* _Data shown_
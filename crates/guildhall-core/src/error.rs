//! ============================================================================
//! Shop Errors - Request-scoped failure kinds
//! ============================================================================
//! Every failure a request can hit maps to exactly one variant. Client-facing
//! kinds carry a stable `code()` and an HTTP status; storage and codec
//! failures collapse into a generic 500 at the API boundary.
//! ============================================================================

use serde::Serialize;

/// Record kinds that can be missing
#[derive(Debug, Clone, Copy, PartialEq, Eq, Serialize)]
#[serde(rename_all = "snake_case")]
pub enum Resource {
    Player,
    Item,
}

impl Resource {
    pub fn as_str(&self) -> &'static str {
        match self {
            Resource::Player => "player",
            Resource::Item => "item",
        }
    }
}

/// In-game currencies
#[derive(Debug, Clone, Copy, PartialEq, Eq, Serialize)]
#[serde(rename_all = "snake_case")]
pub enum Currency {
    Coins,
    Gems,
}

impl Currency {
    pub fn as_str(&self) -> &'static str {
        match self {
            Currency::Coins => "coins",
            Currency::Gems => "gems",
        }
    }
}

/// Error type for every shop and auth operation
#[derive(Debug, thiserror::Error)]
pub enum ShopError {
    #[error("{0}")]
    Validation(String),

    #[error("Invalid username or password")]
    InvalidCredentials,

    #[error("Unauthorized: {0}")]
    Unauthorized(String),

    #[error("Forbidden: {0}")]
    Forbidden(String),

    #[error("Conflict: {0}")]
    Conflict(String),

    #[error("{} not found", .0.as_str())]
    NotFound(Resource),

    #[error("Not enough {}", .0.as_str())]
    InsufficientFunds(Currency),

    #[error("Storage error: {0}")]
    Storage(#[from] redb::Error),

    #[error("Codec error: {0}")]
    Codec(#[from] bincode::Error),

    #[error("JSON error: {0}")]
    Json(#[from] serde_json::Error),

    #[error("I/O error: {0}")]
    Io(#[from] std::io::Error),

    #[error("Password hashing failed: {0}")]
    PasswordHash(String),

    #[error("Numeric overflow in {0}")]
    Overflow(&'static str),
}

pub type ShopResult<T> = Result<T, ShopError>;

impl ShopError {
    pub fn validation(msg: impl Into<String>) -> Self {
        Self::Validation(msg.into())
    }

    /// HTTP status for this error
    pub fn status_code(&self) -> u16 {
        match self {
            ShopError::Validation(_) | ShopError::InsufficientFunds(_) => 400,
            ShopError::InvalidCredentials | ShopError::Unauthorized(_) => 401,
            ShopError::Forbidden(_) => 403,
            ShopError::NotFound(_) => 404,
            ShopError::Conflict(_) => 409,
            ShopError::Storage(_)
            | ShopError::Codec(_)
            | ShopError::Json(_)
            | ShopError::Io(_)
            | ShopError::PasswordHash(_)
            | ShopError::Overflow(_) => 500,
        }
    }

    /// Stable machine-readable error kind
    pub fn code(&self) -> &'static str {
        match self {
            ShopError::Validation(_) => "validation",
            ShopError::InvalidCredentials => "invalid_credentials",
            ShopError::Unauthorized(_) => "unauthorized",
            ShopError::Forbidden(_) => "forbidden",
            ShopError::Conflict(_) => "conflict",
            ShopError::NotFound(_) => "not_found",
            ShopError::InsufficientFunds(Currency::Gems) => "insufficient_gems",
            ShopError::InsufficientFunds(Currency::Coins) => "insufficient_coins",
            _ => "internal",
        }
    }

    /// Whether the failure is on our side (logged, never shown verbatim)
    pub fn is_internal(&self) -> bool {
        self.status_code() >= 500
    }
}

// redb splits its errors per phase; funnel them all through redb::Error.
macro_rules! storage_from {
    ($($ty:ty),* $(,)?) => {
        $(
            impl From<$ty> for ShopError {
                fn from(e: $ty) -> Self {
                    ShopError::Storage(e.into())
                }
            }
        )*
    };
}

storage_from!(
    redb::DatabaseError,
    redb::TransactionError,
    redb::TableError,
    redb::StorageError,
    redb::CommitError,
);

#[cfg(test)]
mod tests {
    use super::*;

    #[test]
    fn test_status_codes() {
        assert_eq!(ShopError::validation("x").status_code(), 400);
        assert_eq!(ShopError::InvalidCredentials.status_code(), 401);
        assert_eq!(ShopError::NotFound(Resource::Item).status_code(), 404);
        assert_eq!(ShopError::Conflict("username".into()).status_code(), 409);
        assert_eq!(
            ShopError::InsufficientFunds(Currency::Gems).status_code(),
            400
        );
        assert!(ShopError::Overflow("coins").is_internal());
    }

    #[test]
    fn test_error_codes_distinguish_currencies() {
        assert_eq!(
            ShopError::InsufficientFunds(Currency::Gems).code(),
            "insufficient_gems"
        );
        assert_eq!(
            ShopError::InsufficientFunds(Currency::Coins).code(),
            "insufficient_coins"
        );
        assert_eq!(ShopError::PasswordHash("x".into()).code(), "internal");
    }

    #[test]
    fn test_messages() {
        assert_eq!(
            ShopError::NotFound(Resource::Player).to_string(),
            "player not found"
        );
        assert_eq!(
            ShopError::InsufficientFunds(Currency::Coins).to_string(),
            "Not enough coins"
        );
    }
}
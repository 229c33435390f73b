// ============================================================================
// Store - Embedded Database (redb)
// ============================================================================
// Persistent storage for players, catalog items, inventory grants and issued
// tokens. Default path: ~/.guildhall/guildhall.redb (override via
// GUILDHALL_DB_PATH env var).
//
// redb admits one write transaction at a time. Every balance-affecting
// operation reads and writes inside a single write transaction, so those
// operations are serialized against each other.
// ============================================================================

pub mod types;

pub use types::{DbStats, InventoryRecord, ItemRecord, PlayerRecord, TokenRecord};

use redb::backends::InMemoryBackend;
use redb::{
    Database, ReadableTable, ReadableTableMetadata, Table, TableDefinition, WriteTransaction,
};
use serde::de::DeserializeOwned;
use serde::Serialize;
use std::path::{Path, PathBuf};
use tracing::{debug, info};

use crate::config::PlayerDefaults;
use crate::error::{Resource, ShopError, ShopResult};

// Table definitions
pub(crate) const PLAYERS: TableDefinition<u64, &[u8]> = TableDefinition::new("players");
pub(crate) const USERNAMES: TableDefinition<&str, u64> = TableDefinition::new("usernames");
pub(crate) const EMAILS: TableDefinition<&str, u64> = TableDefinition::new("emails");
pub(crate) const ITEMS: TableDefinition<u64, &[u8]> = TableDefinition::new("items");
pub(crate) const INVENTORY: TableDefinition<(u64, u64), &[u8]> = TableDefinition::new("inventory");
pub(crate) const TOKENS: TableDefinition<&str, &[u8]> = TableDefinition::new("tokens");
pub(crate) const META: TableDefinition<&str, u64> = TableDefinition::new("meta");

// Meta keys
pub(crate) const SEQ_PLAYERS: &str = "seq:players";
pub(crate) const SEQ_ITEMS: &str = "seq:items";
pub(crate) const SEQ_INVENTORY: &str = "seq:inventory";
pub(crate) const CATALOG_VERSION_KEY: &str = "catalog:version";

/// Fields needed to insert a new player
pub struct NewPlayer<'a> {
    pub username: &'a str,
    pub email: &'a str,
    pub password_hash: String,
    pub avatar: &'a str,
    pub defaults: &'a PlayerDefaults,
}

/// Embedded database for the game backend
pub struct Store {
    db: Database,
    path: Option<PathBuf>,
}

impl Store {
    /// Open (or create) the database at the given path.
    /// If `path` is None, uses GUILDHALL_DB_PATH env var or ~/.guildhall/guildhall.redb
    pub fn open(path: Option<&str>) -> ShopResult<Self> {
        let db_path = if let Some(p) = path {
            PathBuf::from(p)
        } else if let Ok(env_path) = std::env::var("GUILDHALL_DB_PATH") {
            PathBuf::from(env_path)
        } else {
            let home = dirs::home_dir().ok_or_else(|| {
                std::io::Error::new(
                    std::io::ErrorKind::NotFound,
                    "Cannot determine home directory",
                )
            })?;
            let dir = home.join(".guildhall");
            std::fs::create_dir_all(&dir)?;
            dir.join("guildhall.redb")
        };

        info!("Opening database at: {}", db_path.display());
        let db = Database::create(&db_path)?;
        let store = Self {
            db,
            path: Some(db_path),
        };
        store.init_tables()?;
        info!("Database ready");
        Ok(store)
    }

    /// Volatile store backed by memory; used by tests and dry runs
    pub fn in_memory() -> ShopResult<Self> {
        let db = Database::builder().create_with_backend(InMemoryBackend::new())?;
        let store = Self { db, path: None };
        store.init_tables()?;
        Ok(store)
    }

    /// Ensure tables exist by doing a write transaction
    fn init_tables(&self) -> ShopResult<()> {
        let txn = self.db.begin_write()?;
        {
            txn.open_table(PLAYERS)?;
            txn.open_table(USERNAMES)?;
            txn.open_table(EMAILS)?;
            txn.open_table(ITEMS)?;
            txn.open_table(INVENTORY)?;
            txn.open_table(TOKENS)?;
            txn.open_table(META)?;
        }
        txn.commit()?;
        Ok(())
    }

    /// Database file path (None for in-memory stores)
    pub fn path(&self) -> Option<&Path> {
        self.path.as_deref()
    }

    pub(crate) fn begin_write(&self) -> ShopResult<WriteTransaction> {
        Ok(self.db.begin_write()?)
    }

    // ========================================================================
    // Player Operations
    // ========================================================================

    /// Insert a player, enforcing username/email uniqueness in the same
    /// transaction as the insert.
    pub fn create_player(&self, new: NewPlayer<'_>) -> ShopResult<PlayerRecord> {
        let now = chrono::Utc::now().timestamp();
        let txn = self.db.begin_write()?;
        let player = {
            let mut usernames = txn.open_table(USERNAMES)?;
            if usernames.get(new.username)?.is_some() {
                return Err(ShopError::Conflict("username already taken".into()));
            }
            let mut emails = txn.open_table(EMAILS)?;
            if emails.get(new.email)?.is_some() {
                return Err(ShopError::Conflict("email already registered".into()));
            }

            let mut meta = txn.open_table(META)?;
            let id = next_id(&mut meta, SEQ_PLAYERS)?;
            let d = new.defaults;
            let player = PlayerRecord {
                id,
                username: new.username.to_string(),
                email: new.email.to_string(),
                password_hash: new.password_hash,
                avatar: new.avatar.to_string(),
                coins: d.coins,
                gems: d.gems,
                level: d.level,
                experience: d.experience,
                health: d.health,
                max_health: d.max_health,
                attack: d.attack,
                defense: d.defense,
                online: false,
                last_seen: None,
                created_at: now,
            };

            let mut players = txn.open_table(PLAYERS)?;
            put_player(&mut players, &player)?;
            usernames.insert(new.username, id)?;
            emails.insert(new.email, id)?;
            player
        };
        txn.commit()?;

        debug!("Created player {} ({})", player.id, player.username);
        Ok(player)
    }

    pub fn get_player(&self, player_id: u64) -> ShopResult<Option<PlayerRecord>> {
        let txn = self.db.begin_read()?;
        let table = txn.open_table(PLAYERS)?;
        get_player(&table, player_id)
    }

    pub fn find_player_by_username(&self, username: &str) -> ShopResult<Option<PlayerRecord>> {
        let txn = self.db.begin_read()?;
        let usernames = txn.open_table(USERNAMES)?;
        let id = match usernames.get(username)? {
            Some(guard) => guard.value(),
            None => return Ok(None),
        };
        let players = txn.open_table(PLAYERS)?;
        get_player(&players, id)
    }

    pub fn list_players(&self) -> ShopResult<Vec<PlayerRecord>> {
        let txn = self.db.begin_read()?;
        let table = txn.open_table(PLAYERS)?;

        let mut results = Vec::new();
        for entry in table.iter()? {
            let (_key, value) = entry?;
            results.push(decode(value.value())?);
        }
        Ok(results)
    }

    /// Update the online flag; `last_seen` is stamped with the current time
    pub fn set_presence(&self, player_id: u64, online: bool) -> ShopResult<PlayerRecord> {
        let txn = self.db.begin_write()?;
        let player = {
            let mut players = txn.open_table(PLAYERS)?;
            let mut player =
                get_player(&players, player_id)?.ok_or(ShopError::NotFound(Resource::Player))?;
            player.online = online;
            player.last_seen = Some(chrono::Utc::now().timestamp());
            put_player(&mut players, &player)?;
            player
        };
        txn.commit()?;

        debug!("Player {} online={}", player_id, online);
        Ok(player)
    }

    /// Add currency to a player's balance
    pub fn credit(&self, player_id: u64, coins: u64, gems: u64) -> ShopResult<PlayerRecord> {
        let txn = self.db.begin_write()?;
        let player = {
            let mut players = txn.open_table(PLAYERS)?;
            let mut player =
                get_player(&players, player_id)?.ok_or(ShopError::NotFound(Resource::Player))?;
            player.coins = player
                .coins
                .checked_add(coins)
                .ok_or(ShopError::Overflow("coins"))?;
            player.gems = player
                .gems
                .checked_add(gems)
                .ok_or(ShopError::Overflow("gems"))?;
            put_player(&mut players, &player)?;
            player
        };
        txn.commit()?;

        info!(
            "Credited player {} with {} coins, {} gems",
            player_id, coins, gems
        );
        Ok(player)
    }

    // ========================================================================
    // Item + Inventory Operations
    // ========================================================================

    pub fn get_item(&self, item_id: u64) -> ShopResult<Option<ItemRecord>> {
        let txn = self.db.begin_read()?;
        let table = txn.open_table(ITEMS)?;
        get_item(&table, item_id)
    }

    /// All stored items in id order (no seeding)
    pub fn list_item_records(&self) -> ShopResult<Vec<ItemRecord>> {
        let txn = self.db.begin_read()?;
        let table = txn.open_table(ITEMS)?;

        let mut results = Vec::new();
        for entry in table.iter()? {
            let (_key, value) = entry?;
            results.push(decode(value.value())?);
        }
        Ok(results)
    }

    /// A player's grants in acquisition order
    pub fn inventory(&self, player_id: u64) -> ShopResult<Vec<InventoryRecord>> {
        let txn = self.db.begin_read()?;
        let table = txn.open_table(INVENTORY)?;

        let mut results = Vec::new();
        for entry in table.range((player_id, 0)..=(player_id, u64::MAX))? {
            let (_key, value) = entry?;
            results.push(decode(value.value())?);
        }
        Ok(results)
    }

    pub fn catalog_version(&self) -> ShopResult<Option<u64>> {
        let txn = self.db.begin_read()?;
        let meta = txn.open_table(META)?;
        let version = meta.get(CATALOG_VERSION_KEY)?.map(|v| v.value());
        Ok(version)
    }

    // ========================================================================
    // Token Operations
    // ========================================================================

    pub fn store_token(&self, digest: &str, record: &TokenRecord) -> ShopResult<()> {
        let value = encode(record)?;
        let txn = self.db.begin_write()?;
        {
            let mut table = txn.open_table(TOKENS)?;
            table.insert(digest, value.as_slice())?;
        }
        txn.commit()?;

        debug!("Stored token for player {}", record.player_id);
        Ok(())
    }

    pub fn get_token(&self, digest: &str) -> ShopResult<Option<TokenRecord>> {
        let txn = self.db.begin_read()?;
        let table = txn.open_table(TOKENS)?;
        match table.get(digest)? {
            Some(value) => Ok(Some(decode(value.value())?)),
            None => Ok(None),
        }
    }

    pub fn delete_token(&self, digest: &str) -> ShopResult<Option<TokenRecord>> {
        let txn = self.db.begin_write()?;
        let removed = {
            let mut table = txn.open_table(TOKENS)?;
            let removed = table.remove(digest)?;
            match removed {
                Some(value) => Some(decode::<TokenRecord>(value.value())?),
                None => None,
            }
        };
        txn.commit()?;
        Ok(removed)
    }

    pub fn list_tokens(&self) -> ShopResult<Vec<(String, TokenRecord)>> {
        let txn = self.db.begin_read()?;
        let table = txn.open_table(TOKENS)?;

        let mut results = Vec::new();
        for entry in table.iter()? {
            let (key, value) = entry?;
            results.push((key.value().to_string(), decode(value.value())?));
        }
        Ok(results)
    }

    /// Delete tokens that expired at or before `now`.
    /// Returns the number of tokens deleted.
    pub fn prune_expired_tokens(&self, now: i64) -> ShopResult<usize> {
        let txn = self.db.begin_write()?;
        let pruned = {
            let mut table = txn.open_table(TOKENS)?;
            let mut expired = Vec::new();
            for entry in table.iter()? {
                let (key, value) = entry?;
                let record: TokenRecord = decode(value.value())?;
                if record.is_expired(now) {
                    expired.push(key.value().to_string());
                }
            }
            for digest in &expired {
                table.remove(digest.as_str())?;
            }
            expired.len()
        };
        txn.commit()?;

        if pruned > 0 {
            info!("Pruned {} expired tokens", pruned);
        }
        Ok(pruned)
    }

    // ========================================================================
    // Statistics
    // ========================================================================

    pub fn stats(&self) -> ShopResult<DbStats> {
        let now = chrono::Utc::now().timestamp();
        let players = self.list_players()?;
        let tokens = self.list_tokens()?;

        let txn = self.db.begin_read()?;
        let items = txn.open_table(ITEMS)?;
        let inventory = txn.open_table(INVENTORY)?;
        let meta = txn.open_table(META)?;

        let expired_tokens = tokens.iter().filter(|(_, t)| t.is_expired(now)).count();

        Ok(DbStats {
            total_players: players.len(),
            online_players: players.iter().filter(|p| p.online).count(),
            total_items: items.len()? as usize,
            inventory_entries: inventory.len()? as usize,
            live_tokens: tokens.len() - expired_tokens,
            expired_tokens,
            catalog_version: meta.get(CATALOG_VERSION_KEY)?.map(|v| v.value()),
        })
    }
}

// ============================================================================
// Record helpers (shared by the catalog, auth and shop transactions)
// ============================================================================

pub(crate) fn encode<T: Serialize>(value: &T) -> ShopResult<Vec<u8>> {
    Ok(bincode::serialize(value)?)
}

pub(crate) fn decode<T: DeserializeOwned>(bytes: &[u8]) -> ShopResult<T> {
    Ok(bincode::deserialize(bytes)?)
}

/// Bump and return a sequence counter (first value is 1)
pub(crate) fn next_id(meta: &mut Table<'_, &'static str, u64>, key: &str) -> ShopResult<u64> {
    let current = meta.get(key)?.map(|v| v.value()).unwrap_or(0);
    let next = current.checked_add(1).ok_or(ShopError::Overflow("sequence"))?;
    meta.insert(key, next)?;
    Ok(next)
}

pub(crate) fn get_player(
    table: &impl ReadableTable<u64, &'static [u8]>,
    player_id: u64,
) -> ShopResult<Option<PlayerRecord>> {
    match table.get(player_id)? {
        Some(value) => Ok(Some(decode(value.value())?)),
        None => Ok(None),
    }
}

pub(crate) fn put_player(
    table: &mut Table<'_, u64, &'static [u8]>,
    player: &PlayerRecord,
) -> ShopResult<()> {
    let value = encode(player)?;
    table.insert(player.id, value.as_slice())?;
    Ok(())
}

pub(crate) fn get_item(
    table: &impl ReadableTable<u64, &'static [u8]>,
    item_id: u64,
) -> ShopResult<Option<ItemRecord>> {
    match table.get(item_id)? {
        Some(value) => Ok(Some(decode(value.value())?)),
        None => Ok(None),
    }
}
//! Opaque bearer tokens.
//!
//! Tokens are 32 random bytes, base64url without padding. The store keys
//! token records by the hex SHA-256 of the token, never the token itself.

use base64::{engine::general_purpose::URL_SAFE_NO_PAD, Engine};
use sha2::{Digest, Sha256};

/// Random bytes per token
pub const TOKEN_BYTES: usize = 32;

/// Generate a fresh URL-safe token
pub fn generate_token() -> String {
    let bytes: [u8; TOKEN_BYTES] = rand::random();
    URL_SAFE_NO_PAD.encode(bytes)
}

/// Storage key for a token
pub fn token_digest(token: &str) -> String {
    let mut hasher = Sha256::new();
    hasher.update(token.as_bytes());
    hex::encode(hasher.finalize())
}

/// Extract the token from an `Authorization: Bearer <token>` header value
pub fn parse_bearer(header: &str) -> Option<&str> {
    let (scheme, token) = header.trim().split_once(' ')?;
    if !scheme.eq_ignore_ascii_case("bearer") {
        return None;
    }
    let token = token.trim();
    (!token.is_empty()).then_some(token)
}
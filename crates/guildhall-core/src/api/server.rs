//! ============================================================================
//! HTTP Server - tiny_http adapter for ShopApi
//! ============================================================================
//! The blocking accept loop runs on tokio's blocking pool; each request is
//! handled on its own blocking task so slow requests (password hashing,
//! waiting on the writer lock) do not hold up the rest.
//! ============================================================================

use std::io::Read;
use std::net::SocketAddr;
use std::sync::atomic::{AtomicBool, Ordering};
use std::sync::Arc;
use tiny_http::{Header, Request, Response, Server, StatusCode};
use tracing::{debug, error, info, info_span, warn};

use super::{ApiRequest, ApiResponse, Method, ShopApi};
use crate::error::{ShopError, ShopResult};

/// Stops a running `ApiServer` from another task
#[derive(Clone)]
pub struct ShutdownHandle {
    server: Arc<Server>,
    stopping: Arc<AtomicBool>,
}

impl ShutdownHandle {
    pub fn shutdown(&self) {
        self.stopping.store(true, Ordering::SeqCst);
        self.server.unblock();
    }
}

pub struct ApiServer {
    server: Arc<Server>,
    api: Arc<ShopApi>,
    stopping: Arc<AtomicBool>,
}

impl ApiServer {
    /// Bind to `addr` (use port 0 for an ephemeral port)
    pub fn bind(addr: &str, api: Arc<ShopApi>) -> ShopResult<Self> {
        let server = Server::http(addr).map_err(|e| {
            ShopError::Io(std::io::Error::other(format!(
                "Failed to start HTTP server on {}: {}",
                addr, e
            )))
        })?;

        Ok(Self {
            server: Arc::new(server),
            api,
            stopping: Arc::new(AtomicBool::new(false)),
        })
    }

    pub fn local_addr(&self) -> Option<SocketAddr> {
        self.server.server_addr().to_ip()
    }

    pub fn shutdown_handle(&self) -> ShutdownHandle {
        ShutdownHandle {
            server: Arc::clone(&self.server),
            stopping: Arc::clone(&self.stopping),
        }
    }

    /// Serve until the shutdown handle fires
    pub async fn run(self) -> ShopResult<()> {
        if let Some(addr) = self.local_addr() {
            info!("Guildhall API listening on http://{}", addr);
        }

        loop {
            let server = Arc::clone(&self.server);
            let received = tokio::task::spawn_blocking(move || server.recv())
                .await
                .map_err(|e| ShopError::Io(std::io::Error::other(e)))?;

            if self.stopping.load(Ordering::SeqCst) {
                break;
            }

            match received {
                Ok(request) => {
                    let api = Arc::clone(&self.api);
                    tokio::task::spawn_blocking(move || serve(&api, request));
                }
                Err(e) => warn!("Failed to receive request: {}", e),
            }
        }

        info!("Guildhall API stopped");
        Ok(())
    }
}

fn serve(api: &ShopApi, mut request: Request) {
    let request_id = uuid::Uuid::new_v4();
    let span = info_span!("request", id = %request_id);
    let _guard = span.enter();

    let response = match read_request(&mut request, api.max_body_bytes()) {
        Ok(req) => api.handle(&req),
        Err(e) => ApiResponse::from_error(&e),
    };

    debug!(
        "{} {} -> {}",
        request.method(),
        request.url(),
        response.status
    );
    if let Err(e) = request.respond(into_tiny(response)) {
        error!("Failed to send response: {}", e);
    }
}

/// Convert a tiny_http request, reading at most `max_body + 1` bytes so
/// oversized bodies are detectable without buffering them whole
fn read_request(request: &mut Request, max_body: usize) -> ShopResult<ApiRequest> {
    let method = Method::parse(&request.method().to_string());
    let authorization = request
        .headers()
        .iter()
        .find(|h| h.field.equiv("Authorization"))
        .map(|h| h.value.as_str().to_string());

    let mut body = Vec::new();
    request
        .as_reader()
        .take(max_body as u64 + 1)
        .read_to_end(&mut body)?;

    let mut req = ApiRequest::new(method, request.url())?.with_body(body);
    req.authorization = authorization;
    Ok(req)
}

fn into_tiny(response: ApiResponse) -> Response<std::io::Cursor<Vec<u8>>> {
    let mut out = Response::from_data(response.body.into_bytes())
        .with_status_code(StatusCode(response.status));
    for (name, value) in &response.headers {
        if let Ok(header) = Header::from_bytes(name.as_bytes(), value.as_bytes()) {
            out.add_header(header);
        }
    }
    out
}
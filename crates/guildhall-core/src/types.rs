//! ============================================================================
//! Core Types for Guildhall
//! ============================================================================
//! Item classification enums and the JSON shapes returned to the browser
//! client. Field names follow the client's camelCase contract.
//! ============================================================================

use serde::{Deserialize, Serialize};
use std::fmt;

use crate::db::{ItemRecord, PlayerRecord};

/// Item rarity, ordered common < rare < epic < legendary
#[derive(Debug, Clone, Copy, PartialEq, Eq, PartialOrd, Ord, Hash, Serialize, Deserialize)]
#[serde(rename_all = "lowercase")]
pub enum Rarity {
    Common,
    Rare,
    Epic,
    Legendary,
}

impl Rarity {
    pub fn as_str(&self) -> &'static str {
        match self {
            Rarity::Common => "common",
            Rarity::Rare => "rare",
            Rarity::Epic => "epic",
            Rarity::Legendary => "legendary",
        }
    }
}

impl fmt::Display for Rarity {
    fn fmt(&self, f: &mut fmt::Formatter<'_>) -> fmt::Result {
        f.write_str(self.as_str())
    }
}

/// Shop item category
#[derive(Debug, Clone, Copy, PartialEq, Eq, Hash, Serialize, Deserialize)]
#[serde(rename_all = "lowercase")]
pub enum ItemCategory {
    Weapon,
    Armor,
    Potion,
    Shield,
    Ring,
    Magic,
    Helmet,
    Amulet,
    Gloves,
    Boots,
    Cloak,
    Tool,
    Food,
    Scroll,
    Rune,
    Decoration,
    Pet,
    Skin,
}

impl ItemCategory {
    pub fn from_str(s: &str) -> Option<Self> {
        match s.to_lowercase().as_str() {
            "weapon" => Some(Self::Weapon),
            "armor" => Some(Self::Armor),
            "potion" => Some(Self::Potion),
            "shield" => Some(Self::Shield),
            "ring" => Some(Self::Ring),
            "magic" => Some(Self::Magic),
            "helmet" => Some(Self::Helmet),
            "amulet" => Some(Self::Amulet),
            "gloves" => Some(Self::Gloves),
            "boots" => Some(Self::Boots),
            "cloak" => Some(Self::Cloak),
            "tool" => Some(Self::Tool),
            "food" => Some(Self::Food),
            "scroll" => Some(Self::Scroll),
            "rune" => Some(Self::Rune),
            "decoration" => Some(Self::Decoration),
            "pet" => Some(Self::Pet),
            "skin" => Some(Self::Skin),
            _ => None,
        }
    }

    pub fn as_str(&self) -> &'static str {
        match self {
            Self::Weapon => "weapon",
            Self::Armor => "armor",
            Self::Potion => "potion",
            Self::Shield => "shield",
            Self::Ring => "ring",
            Self::Magic => "magic",
            Self::Helmet => "helmet",
            Self::Amulet => "amulet",
            Self::Gloves => "gloves",
            Self::Boots => "boots",
            Self::Cloak => "cloak",
            Self::Tool => "tool",
            Self::Food => "food",
            Self::Scroll => "scroll",
            Self::Rune => "rune",
            Self::Decoration => "decoration",
            Self::Pet => "pet",
            Self::Skin => "skin",
        }
    }
}

/// Player profile as sent to the client (everything except credentials)
#[derive(Debug, Clone, PartialEq, Eq, Serialize, Deserialize)]
#[serde(rename_all = "camelCase")]
pub struct PublicProfile {
    pub id: u64,
    pub username: String,
    pub coins: u64,
    pub gems: u64,
    pub level: u32,
    pub experience: u64,
    pub health: u32,
    pub max_health: u32,
    pub attack: u32,
    pub defense: u32,
    pub avatar: String,
}

impl From<&PlayerRecord> for PublicProfile {
    fn from(p: &PlayerRecord) -> Self {
        Self {
            id: p.id,
            username: p.username.clone(),
            coins: p.coins,
            gems: p.gems,
            level: p.level,
            experience: p.experience,
            health: p.health,
            max_health: p.max_health,
            attack: p.attack,
            defense: p.defense,
            avatar: p.avatar.clone(),
        }
    }
}

/// Result of a successful register or login
#[derive(Debug, Clone, Serialize)]
pub struct AuthSession {
    pub token: String,
    pub player: PublicProfile,
}

/// Catalog entry as listed by the shop
#[derive(Debug, Clone, PartialEq, Eq, Serialize, Deserialize)]
#[serde(rename_all = "camelCase")]
pub struct ItemView {
    pub id: u64,
    pub name: String,
    pub icon: String,
    pub description: String,
    pub category: ItemCategory,
    pub rarity: Rarity,
    pub price_coins: u64,
    pub price_gems: u64,
    pub attack_bonus: u32,
    pub defense_bonus: u32,
    pub health_bonus: u32,
}

impl From<&ItemRecord> for ItemView {
    fn from(i: &ItemRecord) -> Self {
        Self {
            id: i.id,
            name: i.name.clone(),
            icon: i.icon.clone(),
            description: i.description.clone(),
            category: i.category,
            rarity: i.rarity,
            price_coins: i.price_coins,
            price_gems: i.price_gems,
            attack_bonus: i.attack_bonus,
            defense_bonus: i.defense_bonus,
            health_bonus: i.health_bonus,
        }
    }
}

/// Post-purchase balance and stat snapshot
#[derive(Debug, Clone, Copy, PartialEq, Eq, Serialize, Deserialize)]
#[serde(rename_all = "camelCase")]
pub struct PurchaseReceipt {
    pub coins: u64,
    pub gems: u64,
    pub attack: u32,
    pub defense: u32,
    pub max_health: u32,
}

/// Owned item, joined with its catalog name and icon
#[derive(Debug, Clone, PartialEq, Eq, Serialize)]
#[serde(rename_all = "camelCase")]
pub struct OwnedItem {
    pub entry_id: u64,
    pub item_id: u64,
    pub name: String,
    pub icon: String,
    pub quantity: u32,
    pub acquired_at: i64,
}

* _Your task_
Only the lines from the start of the listing through the line with "can be missing" should be repeated, each exactly as it stands.

* _Exercise output_
filename crates/guildhall-core/src/error.rs
//! ============================================================================
//! Shop Errors - Request-scoped failure kinds
//! ============================================================================
//! Every failure a request can hit maps to exactly one variant. Client-facing
//! kinds carry a stable `code()` and an HTTP status; storage and codec
//! failures collapse into a generic 500 at the API boundary.
//! ============================================================================

use serde::Serialize;

/// Record kinds that can be missing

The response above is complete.